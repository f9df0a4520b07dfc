//! Trace-and-reduce flattening of composed integrators
//!
//! A composition of depth `n` calls its base scheme `3^(n−1)` times per step.
//! The flattener pays that cost once: it runs the composition a single time
//! on a one-dimensional probe space whose "force" and "velocity" are both the
//! constant one, recording the coordinate each call observes. With unit
//! gradients every kick lowers the probe momentum by exactly its weight and
//! every drift raises the probe position by exactly its weight, so the
//! weights can be read back off the recorded coordinates.
//!
//! The recovered plan never depends on the caller's physics: it is a property
//! of the composition alone, and one trace serves every Hamiltonian.

use super::{CoefficientEntry, ComposedIntegrator, Composition, Integrator, StepKind, StepPlan};
use crate::math::Field;
use crate::physics::hamiltonian::Hamiltonian;
use std::sync::Mutex;
use tracing::trace;

/// One probe observation
///
/// `value` is the probe coordinate handed to the probe's gradient: the
/// position for a kick, the momentum for a drift.
#[derive(Clone, Copy, Debug, PartialEq)]
pub struct TraceRecord<F> {
    pub value: F,
    pub kind: StepKind,
}

/// Hamiltonian over the scalar space that records every evaluation
#[derive(Debug)]
struct Probe<F> {
    records: Mutex<Vec<TraceRecord<F>>>,
}

impl<F: Field> Probe<F> {
    fn new() -> Self {
        Self {
            records: Mutex::new(Vec::new()),
        }
    }

    fn observe(&self, value: F, kind: StepKind) -> F {
        self.records
            .lock()
            .unwrap_or_else(|poisoned| poisoned.into_inner())
            .push(TraceRecord { value, kind });
        F::one()
    }

    fn into_records(self) -> Vec<TraceRecord<F>> {
        self.records
            .into_inner()
            .unwrap_or_else(|poisoned| poisoned.into_inner())
    }
}

impl<F: Field> Hamiltonian<F> for Probe<F> {
    fn force(&self, position: &F) -> F {
        self.observe(*position, StepKind::Kick)
    }

    fn velocity(&self, momentum: &F) -> F {
        self.observe(*momentum, StepKind::Drift)
    }
}

/// Run `composition` once on the probe and return its raw trace together
/// with the final probe state `(q_end, p_end)`
pub fn record<F: Field>(composition: &Composition<F>) -> (Vec<TraceRecord<F>>, F, F) {
    let probe = Probe::new();
    let (q_end, p_end) = {
        let traced = ComposedIntegrator::new(composition.clone(), &probe);
        traced.step(F::zero(), F::zero(), F::one())
    };
    (probe.into_records(), q_end, p_end)
}

/// Recover the minimal plan from a probe trace
///
/// Records are first grouped into runs of equal kind, which merges adjacent
/// kicks (and drifts) that a replay may apply as one. The runs are then
/// walked backwards from the final state: a kick run weighs
/// `p_before − p_after`, a drift run `q_after − q_before`, where the
/// "before" coordinate is the one recorded by the last record of the
/// preceding run (zero for the first run).
pub fn reduce<F: Field>(records: &[TraceRecord<F>], q_end: F, p_end: F) -> StepPlan<F> {
    let runs: Vec<&[TraceRecord<F>]> = records.chunk_by(|a, b| a.kind == b.kind).collect();

    let (mut q, mut p) = (q_end, p_end);
    let mut entries = Vec::with_capacity(runs.len());
    for (index, run) in runs.iter().enumerate().rev() {
        let before = index
            .checked_sub(1)
            .and_then(|previous| runs[previous].last())
            .map_or(F::zero(), |record| record.value);

        match run[0].kind {
            StepKind::Kick => {
                entries.push(CoefficientEntry::kick(before - p));
                p = before;
            }
            StepKind::Drift => {
                entries.push(CoefficientEntry::drift(q - before));
                q = before;
            }
        }
    }

    entries.reverse();
    StepPlan::from_entries(entries)
}

/// Flatten `composition` into a directly replayable plan
pub fn flatten<F: Field>(composition: &Composition<F>) -> StepPlan<F> {
    let (records, q_end, p_end) = record(composition);
    let plan = reduce(&records, q_end, p_end);
    trace!(
        levels = composition.levels(),
        recorded = records.len(),
        entries = plan.len(),
        "flattened composition"
    );
    plan
}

**WORK REQUEST**
Wherever the word "crate" turns up in the records above, copy the line that holds it.

**RESULT**
use crate::math::Field;
use crate::physics::hamiltonian::Hamiltonian;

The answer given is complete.